Work to complete ▸
Find every line below where the string "succeed" shows up, and copy those lines.

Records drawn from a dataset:

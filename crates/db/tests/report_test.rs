//! Integration tests for reports and books.

mod common;

use chrono::NaiveDate;
use rust_decimal::Decimal;
use rust_decimal_macros::dec;
use uuid::Uuid;

use saldo_core::journal::{AccountType, CreateJournalEntryInput, JournalType};
use saldo_core::reports::ReportError;
use saldo_db::repositories::{
    AccountRepository, CreateAccountInput, JournalEntryRepository, PostingRepository,
    ReportRepository,
};
use saldo_shared::types::{CustomerId, PageRequest, PartyRef, SupplierId};

use common::{Fixture, balanced_input, line, setup_fixture};

async fn post_entry(
    fixture: &Fixture,
    input: CreateJournalEntryInput,
) -> saldo_core::journal::JournalEntry {
    let entries = JournalEntryRepository::new(fixture.db.clone());
    let posting = PostingRepository::new(fixture.db.clone());
    let draft = entries.create(input).await.expect("create should succeed");
    posting
        .post(draft.id.into_inner(), Uuid::now_v7())
        .await
        .expect("post should succeed")
}

fn dated(mut input: CreateJournalEntryInput, date: NaiveDate) -> CreateJournalEntryInput {
    input.entry_date = date;
    input
}

#[tokio::test]
async fn test_trial_balance_columns() {
    let fixture = setup_fixture().await;
    let reports = ReportRepository::new(fixture.db.clone());

    post_entry(
        &fixture,
        balanced_input(&fixture, fixture.cash, fixture.sales, dec!(1000.00), Uuid::now_v7()),
    )
    .await;
    post_entry(
        &fixture,
        balanced_input(&fixture, fixture.rent, fixture.cash, dec!(300.00), Uuid::now_v7()),
    )
    .await;

    let tb = reports
        .trial_balance(Some(fixture.branch_id), None, None)
        .await
        .expect("trial balance should build");

    assert!(tb.is_balanced);
    assert_eq!(tb.total_debit, dec!(1300.00));
    assert_eq!(tb.total_credit, dec!(1300.00));

    let cash = tb.rows.iter().find(|r| r.code == "1000").expect("cash row");
    assert_eq!(cash.debit, dec!(1000.00));
    assert_eq!(cash.credit, dec!(300.00));

    let sales = tb.rows.iter().find(|r| r.code == "4000").expect("sales row");
    assert_eq!(sales.debit, Decimal::ZERO);
    assert_eq!(sales.credit, dec!(1000.00));

    // Untouched accounts are dropped.
    assert!(tb.rows.iter().all(|r| r.code != "2000"));
}

#[tokio::test]
async fn test_trial_balance_without_branch_filter_spans_branches() {
    let fixture = setup_fixture().await;
    let reports = ReportRepository::new(fixture.db.clone());
    let accounts = AccountRepository::new(fixture.db.clone());

    let other_branch = Uuid::now_v7();
    let other_cash = accounts
        .create(CreateAccountInput {
            branch_id: other_branch,
            parent_id: None,
            code: "1000".to_string(),
            name: "Cash".to_string(),
            account_type: AccountType::Asset,
        })
        .await
        .expect("seed account")
        .id;
    let other_sales = accounts
        .create(CreateAccountInput {
            branch_id: other_branch,
            parent_id: None,
            code: "4000".to_string(),
            name: "Sales Revenue".to_string(),
            account_type: AccountType::Revenue,
        })
        .await
        .expect("seed account")
        .id;

    post_entry(
        &fixture,
        balanced_input(&fixture, fixture.cash, fixture.sales, dec!(1000.00), Uuid::now_v7()),
    )
    .await;
    post_entry(
        &fixture,
        CreateJournalEntryInput {
            branch_id: other_branch,
            journal_type: JournalType::General,
            entry_date: NaiveDate::from_ymd_opt(2026, 1, 20).expect("valid date"),
            description: "other branch entry".to_string(),
            reference_no: None,
            lines: vec![
                line(other_cash, dec!(250.00), Decimal::ZERO),
                line(other_sales, Decimal::ZERO, dec!(250.00)),
            ],
            created_by: Uuid::now_v7(),
        },
    )
    .await;

    let all = reports
        .trial_balance(None, None, None)
        .await
        .expect("trial balance should build");
    assert_eq!(all.total_debit, dec!(1250.00));
    assert_eq!(all.total_credit, dec!(1250.00));
    assert!(all.is_balanced);

    let scoped = reports
        .trial_balance(Some(fixture.branch_id), None, None)
        .await
        .expect("trial balance should build");
    assert_eq!(scoped.total_debit, dec!(1000.00));
}

#[tokio::test]
async fn test_balance_sheet_and_income_statement() {
    let fixture = setup_fixture().await;
    let reports = ReportRepository::new(fixture.db.clone());
    let date = NaiveDate::from_ymd_opt(2026, 1, 15).expect("valid date");

    // 5000 capital in, 1000 sale, 300 rent.
    post_entry(
        &fixture,
        balanced_input(&fixture, fixture.cash, fixture.capital, dec!(5000.00), Uuid::now_v7()),
    )
    .await;
    post_entry(
        &fixture,
        balanced_input(&fixture, fixture.cash, fixture.sales, dec!(1000.00), Uuid::now_v7()),
    )
    .await;
    post_entry(
        &fixture,
        balanced_input(&fixture, fixture.rent, fixture.cash, dec!(300.00), Uuid::now_v7()),
    )
    .await;

    let sheet = reports
        .balance_sheet(Some(fixture.branch_id), date)
        .await
        .expect("balance sheet should build");
    assert_eq!(sheet.assets.total, dec!(5700.00));
    assert_eq!(sheet.equity.total, dec!(5000.00));
    assert_eq!(sheet.net_income, dec!(700.00));
    assert!(sheet.is_balanced);

    let statement = reports
        .income_statement(
            Some(fixture.branch_id),
            NaiveDate::from_ymd_opt(2026, 1, 1).expect("valid date"),
            NaiveDate::from_ymd_opt(2026, 1, 31).expect("valid date"),
        )
        .await
        .expect("income statement should build");
    assert_eq!(statement.revenue.total, dec!(1000.00));
    assert_eq!(statement.expenses.total, dec!(300.00));
    assert_eq!(statement.net_income, dec!(700.00));
}

#[tokio::test]
async fn test_income_statement_rejects_inverted_period() {
    let fixture = setup_fixture().await;
    let reports = ReportRepository::new(fixture.db.clone());

    let err = reports
        .income_statement(
            Some(fixture.branch_id),
            NaiveDate::from_ymd_opt(2026, 2, 1).expect("valid date"),
            NaiveDate::from_ymd_opt(2026, 1, 1).expect("valid date"),
        )
        .await
        .unwrap_err();
    assert!(matches!(err, ReportError::InvalidPeriod { .. }));
}

#[tokio::test]
async fn test_journal_book_excludes_drafts() {
    let fixture = setup_fixture().await;
    let entries = JournalEntryRepository::new(fixture.db.clone());
    let reports = ReportRepository::new(fixture.db.clone());

    post_entry(
        &fixture,
        balanced_input(&fixture, fixture.cash, fixture.sales, dec!(100.00), Uuid::now_v7()),
    )
    .await;
    entries
        .create(balanced_input(
            &fixture,
            fixture.cash,
            fixture.sales,
            dec!(50.00),
            Uuid::now_v7(),
        ))
        .await
        .expect("create should succeed");

    let book = reports
        .journal_book(
            fixture.branch_id,
            NaiveDate::from_ymd_opt(2026, 1, 1).expect("valid date"),
            NaiveDate::from_ymd_opt(2026, 1, 31).expect("valid date"),
            PageRequest::default(),
        )
        .await
        .expect("journal book should build");

    assert_eq!(book.meta.total, 1);
    assert_eq!(book.data[0].total_debit, dec!(100.00));
    assert_eq!(book.data[0].lines.len(), 2);
}

#[tokio::test]
async fn test_general_ledger_book_opening_balance() {
    let fixture = setup_fixture().await;
    let reports = ReportRepository::new(fixture.db.clone());
    let january = NaiveDate::from_ymd_opt(2026, 1, 10).expect("valid date");
    let february = NaiveDate::from_ymd_opt(2026, 2, 10).expect("valid date");

    post_entry(
        &fixture,
        dated(
            balanced_input(&fixture, fixture.cash, fixture.sales, dec!(500.00), Uuid::now_v7()),
            january,
        ),
    )
    .await;
    post_entry(
        &fixture,
        dated(
            balanced_input(&fixture, fixture.cash, fixture.sales, dec!(200.00), Uuid::now_v7()),
            february,
        ),
    )
    .await;

    let book = reports
        .general_ledger_book(
            fixture.cash,
            NaiveDate::from_ymd_opt(2026, 2, 1).expect("valid date"),
            NaiveDate::from_ymd_opt(2026, 2, 28).expect("valid date"),
        )
        .await
        .expect("general ledger book should build");

    assert_eq!(book.opening_balance, dec!(500.00));
    assert_eq!(book.rows.len(), 1);
    assert_eq!(book.rows[0].running_balance, dec!(700.00));
}

#[tokio::test]
async fn test_subsidiary_ledgers_group_by_party() {
    let fixture = setup_fixture().await;
    let reports = ReportRepository::new(fixture.db.clone());
    let customer = CustomerId::new();
    let supplier = SupplierId::new();

    // Credit sale to a customer: AR 400 dr / sales 400 cr.
    let mut sale = balanced_input(
        &fixture,
        fixture.receivables,
        fixture.sales,
        dec!(400.00),
        Uuid::now_v7(),
    );
    sale.journal_type = JournalType::Sales;
    sale.lines[0].party = Some(PartyRef::Customer(customer));
    post_entry(&fixture, sale).await;

    // Customer pays 150: cash 150 dr / AR 150 cr.
    let mut receipt = balanced_input(
        &fixture,
        fixture.cash,
        fixture.receivables,
        dec!(150.00),
        Uuid::now_v7(),
    );
    receipt.lines[1].party = Some(PartyRef::Customer(customer));
    post_entry(&fixture, receipt).await;

    // Purchase on account from a supplier: rent 250 dr / AP 250 cr.
    let mut purchase = balanced_input(
        &fixture,
        fixture.rent,
        fixture.payables,
        dec!(250.00),
        Uuid::now_v7(),
    );
    purchase.journal_type = JournalType::Purchase;
    purchase.lines[1].party = Some(PartyRef::Supplier(supplier));
    post_entry(&fixture, purchase).await;

    let ar = reports
        .ar_subsidiary(fixture.branch_id)
        .await
        .expect("AR subsidiary should build");
    assert_eq!(ar.len(), 1);
    assert_eq!(ar[0].party, PartyRef::Customer(customer));
    assert_eq!(ar[0].rows.len(), 2);
    assert_eq!(ar[0].balance, dec!(250.00));

    let ap = reports
        .ap_subsidiary(fixture.branch_id)
        .await
        .expect("AP subsidiary should build");
    assert_eq!(ap.len(), 1);
    assert_eq!(ap[0].party, PartyRef::Supplier(supplier));
    assert_eq!(ap[0].balance, dec!(250.00));
}

#[tokio::test]
async fn test_trial_balance_as_of_date() {
    let fixture = setup_fixture().await;
    let reports = ReportRepository::new(fixture.db.clone());
    let january = NaiveDate::from_ymd_opt(2026, 1, 10).expect("valid date");
    let february = NaiveDate::from_ymd_opt(2026, 2, 10).expect("valid date");

    post_entry(
        &fixture,
        dated(
            balanced_input(&fixture, fixture.cash, fixture.sales, dec!(500.00), Uuid::now_v7()),
            january,
        ),
    )
    .await;
    post_entry(
        &fixture,
        dated(
            balanced_input(&fixture, fixture.cash, fixture.sales, dec!(200.00), Uuid::now_v7()),
            february,
        ),
    )
    .await;

    let tb = reports
        .trial_balance(
            Some(fixture.branch_id),
            None,
            Some(NaiveDate::from_ymd_opt(2026, 1, 31).expect("valid date")),
        )
        .await
        .expect("trial balance should build");
    assert_eq!(tb.total_debit, dec!(500.00));
    assert!(tb.is_balanced);
}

Exercise answer ▸
    let draft = entries.create(input).await.expect("create should succeed");
        .expect("post should succeed")
        .expect("create should succeed");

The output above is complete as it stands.